===== INPUT =====

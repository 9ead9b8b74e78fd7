//! Service façade over the scheduling components.
//!
//! `RecurrenceService` owns no I/O of its own: persistence and team calendars
//! arrive as injected collaborators at construction. Mutating operations on
//! the same rule are serialized through a per-rule async lock, because
//! `next_execution` is derived from `last_execution` and racing writers could
//! duplicate or skip occurrences. Every operation leaves a trail in the
//! audit log.

use std::collections::HashMap;
use std::sync::Arc;

use chrono::{DateTime, Utc};
use tokio::sync::Mutex;
use tracing::{debug, info, warn};

use sweeply_core::RuleId;

use crate::audit_log::{AuditLog, LogLevel, SchedulingPhase};
use crate::conflict::{ConflictChecker, PlannedVisit};
use crate::error::RecurrenceError;
use crate::generator;
use crate::lifecycle;
use crate::schema::{NewRule, Occurrence, RecurrenceRule, RuleStatus};
use crate::tracker;
use crate::traits::{Page, ProviderError, RuleFilter, RuleRepository, TeamCalendarProvider};
use crate::validation::validate_new_rule;

/// Default number of optimistic re-checks when a team calendar moves during
/// planning.
const DEFAULT_SNAPSHOT_RETRIES: u32 = 3;

pub struct RecurrenceService {
    repository: Arc<dyn RuleRepository>,
    calendar: Arc<dyn TeamCalendarProvider>,
    audit: Arc<AuditLog>,
    locks: Mutex<HashMap<RuleId, Arc<Mutex<()>>>>,
    snapshot_retries: u32,
}

impl RecurrenceService {
    pub fn new(
        repository: Arc<dyn RuleRepository>,
        calendar: Arc<dyn TeamCalendarProvider>,
    ) -> Self {
        Self {
            repository,
            calendar,
            audit: Arc::new(AuditLog::new()),
            locks: Mutex::new(HashMap::new()),
            snapshot_retries: DEFAULT_SNAPSHOT_RETRIES,
        }
    }

    pub fn with_snapshot_retries(mut self, retries: u32) -> Self {
        self.snapshot_retries = retries;
        self
    }

    /// Per-rule scheduling history, for dashboard display.
    pub fn audit_log(&self) -> Arc<AuditLog> {
        self.audit.clone()
    }

    // ── Create / read ───────────────────────────────────────────────

    /// Validate and persist a new rule.
    ///
    /// The rule starts `active` with `next_execution` seeded from the first
    /// series occurrence, so dashboards can show the upcoming visit without
    /// recomputing it.
    pub async fn create(&self, new: NewRule) -> Result<RecurrenceRule, RecurrenceError> {
        let result = validate_new_rule(&new);
        if !result.valid {
            warn!(
                company_id = %new.company_id,
                violations = result.errors.len(),
                "rule creation rejected"
            );
            return Err(RecurrenceError::InvalidRule(result.errors));
        }

        let now = Utc::now();
        let mut rule = RecurrenceRule::from_new(new, now);
        rule.next_execution = generator::first_in_series(&rule).map(|o| o.scheduled_start);

        for warning in &result.warnings {
            self.audit.log(
                rule.id,
                LogLevel::Warning,
                SchedulingPhase::Validation,
                format!("{}: {}", warning.path, warning.message),
            );
        }

        self.repository.save(&rule).await?;
        self.audit.log(
            rule.id,
            LogLevel::Info,
            SchedulingPhase::Persistence,
            format!("rule created ({} {})", rule.frequency, rule.service_type),
        );
        info!(rule_id = %rule.id, frequency = %rule.frequency, "rule created");
        Ok(rule)
    }

    pub async fn get(&self, rule_id: RuleId) -> Result<RecurrenceRule, RecurrenceError> {
        self.load(rule_id).await
    }

    pub async fn list(
        &self,
        filter: &RuleFilter,
        page: Page,
    ) -> Result<Vec<RecurrenceRule>, RecurrenceError> {
        Ok(self.repository.list(filter, page).await?)
    }

    // ── Lifecycle ───────────────────────────────────────────────────

    pub async fn pause(&self, rule_id: RuleId) -> Result<RecurrenceRule, RecurrenceError> {
        self.transition(rule_id, RuleStatus::Paused).await
    }

    /// Resume a paused rule. Completion is re-evaluated on resume, so a rule
    /// whose series was exhausted while paused moves straight to `completed`.
    pub async fn resume(&self, rule_id: RuleId) -> Result<RecurrenceRule, RecurrenceError> {
        self.transition(rule_id, RuleStatus::Active).await
    }

    /// Cancel a rule. Terminal and soft: the record is kept and historical
    /// occurrences already materialized stay untouched.
    pub async fn cancel(&self, rule_id: RuleId) -> Result<RecurrenceRule, RecurrenceError> {
        self.transition(rule_id, RuleStatus::Cancelled).await
    }

    async fn transition(
        &self,
        rule_id: RuleId,
        target: RuleStatus,
    ) -> Result<RecurrenceRule, RecurrenceError> {
        let lock = self.rule_lock(rule_id).await;
        let _guard = lock.lock().await;

        let mut rule = self.load(rule_id).await?;
        let from = rule.status;
        let now = Utc::now();

        if let Err(err) = lifecycle::apply_transition(&mut rule, target, now) {
            self.audit.log(
                rule_id,
                LogLevel::Warning,
                SchedulingPhase::Transition,
                format!("rejected: {} -> {}", from, target),
            );
            return Err(err);
        }

        let auto_completed =
            target == RuleStatus::Active && lifecycle::evaluate_completion(&mut rule, now);

        self.repository.save(&rule).await?;
        self.audit.log(
            rule_id,
            LogLevel::Info,
            SchedulingPhase::Transition,
            format!("{} -> {}", from, rule.status),
        );
        if auto_completed {
            info!(rule_id = %rule_id, "rule completed on resume; series exhausted");
        }
        if rule.is_terminal() {
            self.release_lock(rule_id).await;
        }
        Ok(rule)
    }

    // ── Occurrences ─────────────────────────────────────────────────

    /// Occurrences of an active rule within the window. Paused and terminal
    /// rules yield an empty sequence.
    pub async fn list_occurrences(
        &self,
        rule_id: RuleId,
        window_start: DateTime<Utc>,
        window_end: DateTime<Utc>,
    ) -> Result<Vec<Occurrence>, RecurrenceError> {
        let rule = self.load(rule_id).await?;
        Ok(generator::generate(&rule, window_start, window_end))
    }

    /// Plan a window: generate candidates and conflict-check each against
    /// the assigned team's calendar.
    ///
    /// The snapshot is revisioned; if the calendar mutates between snapshot
    /// and re-check the whole batch is re-checked, up to the configured retry
    /// budget. A conflict on one candidate never blocks the others.
    pub async fn plan_window(
        &self,
        rule_id: RuleId,
        window_start: DateTime<Utc>,
        window_end: DateTime<Utc>,
    ) -> Result<Vec<PlannedVisit>, RecurrenceError> {
        let rule = self.load(rule_id).await?;
        let candidates = generator::generate(&rule, window_start, window_end);
        self.audit.log(
            rule_id,
            LogLevel::Debug,
            SchedulingPhase::Generation,
            format!("{} candidates in window", candidates.len()),
        );
        if candidates.is_empty() {
            return Ok(Vec::new());
        }

        let mut attempts = 0;
        loop {
            let snapshot = self
                .calendar
                .snapshot(rule.team_id, window_start, window_end)
                .await
                .map_err(map_provider_error)?;
            let planned = ConflictChecker::check_batch(&candidates, &snapshot);

            let current = self
                .calendar
                .revision(rule.team_id)
                .await
                .map_err(map_provider_error)?;
            if current == snapshot.revision {
                let conflicts = planned.iter().filter(|p| !p.outcome.is_accepted()).count();
                let level = if conflicts > 0 {
                    LogLevel::Warning
                } else {
                    LogLevel::Info
                };
                self.audit.log_with_details(
                    rule_id,
                    level,
                    SchedulingPhase::ConflictCheck,
                    format!("{} accepted, {} conflicts", planned.len() - conflicts, conflicts),
                    Some(serde_json::json!({
                        "revision": snapshot.revision,
                        "candidates": planned.len(),
                        "conflicts": conflicts,
                    })),
                );
                return Ok(planned);
            }

            attempts += 1;
            if attempts > self.snapshot_retries {
                self.audit.log(
                    rule_id,
                    LogLevel::Error,
                    SchedulingPhase::ConflictCheck,
                    "calendar kept changing; planning aborted",
                );
                return Err(RecurrenceError::Conflict(format!(
                    "team {} calendar changed {} times during planning",
                    rule.team_id, attempts
                )));
            }
            debug!(
                rule_id = %rule_id,
                snapshot_revision = snapshot.revision,
                current_revision = current,
                attempt = attempts,
                "calendar moved during planning; re-checking"
            );
        }
    }

    // ── Execution ───────────────────────────────────────────────────

    /// Record a completed occurrence, advance the execution pointers, and
    /// re-evaluate automatic completion.
    pub async fn record_execution(
        &self,
        rule_id: RuleId,
        occurrence_time: DateTime<Utc>,
    ) -> Result<RecurrenceRule, RecurrenceError> {
        let lock = self.rule_lock(rule_id).await;
        let _guard = lock.lock().await;

        let mut rule = self.load(rule_id).await?;
        let now = Utc::now();

        if let Err(err) = tracker::apply_execution(&mut rule, occurrence_time, now) {
            self.audit.log(
                rule_id,
                LogLevel::Warning,
                SchedulingPhase::Execution,
                format!("rejected execution at {}: {}", occurrence_time, err),
            );
            return Err(err);
        }

        // Completion is folded into the same save, so the persisted record
        // is always in its final state even if a later write would fail.
        let completed = lifecycle::evaluate_completion(&mut rule, now);
        self.repository.save(&rule).await?;
        self.audit.log(
            rule_id,
            LogLevel::Info,
            SchedulingPhase::Execution,
            format!("executed at {}", occurrence_time),
        );

        if completed {
            self.audit.log(
                rule_id,
                LogLevel::Info,
                SchedulingPhase::Transition,
                "active -> completed (series exhausted)",
            );
            self.release_lock(rule_id).await;
        }
        Ok(rule)
    }

    // ── Internals ───────────────────────────────────────────────────

    async fn load(&self, rule_id: RuleId) -> Result<RecurrenceRule, RecurrenceError> {
        self.repository
            .find_by_id(rule_id)
            .await?
            .ok_or_else(|| RecurrenceError::NotFound(format!("rule {}", rule_id)))
    }

    async fn rule_lock(&self, rule_id: RuleId) -> Arc<Mutex<()>> {
        let mut locks = self.locks.lock().await;
        locks
            .entry(rule_id)
            .or_insert_with(|| Arc::new(Mutex::new(())))
            .clone()
    }

    /// Terminal rules accept no further mutations, so their lock entry can
    /// go; otherwise the map grows by one entry per rule ever touched.
    async fn release_lock(&self, rule_id: RuleId) {
        self.locks.lock().await.remove(&rule_id);
    }
}

fn map_provider_error(err: ProviderError) -> RecurrenceError {
    match err {
        ProviderError::UnknownTeam(team_id) => {
            RecurrenceError::NotFound(format!("team {}", team_id))
        }
        other => RecurrenceError::Calendar(other),
    }
}

// ── Tests ───────────────────────────────────────────────────────────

=====

EXERCISE >>
Find the word "target" in the records, and report each line that has it.

ANSWER TO THIS TASK >>
        target: RuleStatus,
        if let Err(err) = lifecycle::apply_transition(&mut rule, target, now) {
                format!("rejected: {} -> {}", from, target),
            target == RuleStatus::Active && lifecycle::evaluate_completion(&mut rule, now);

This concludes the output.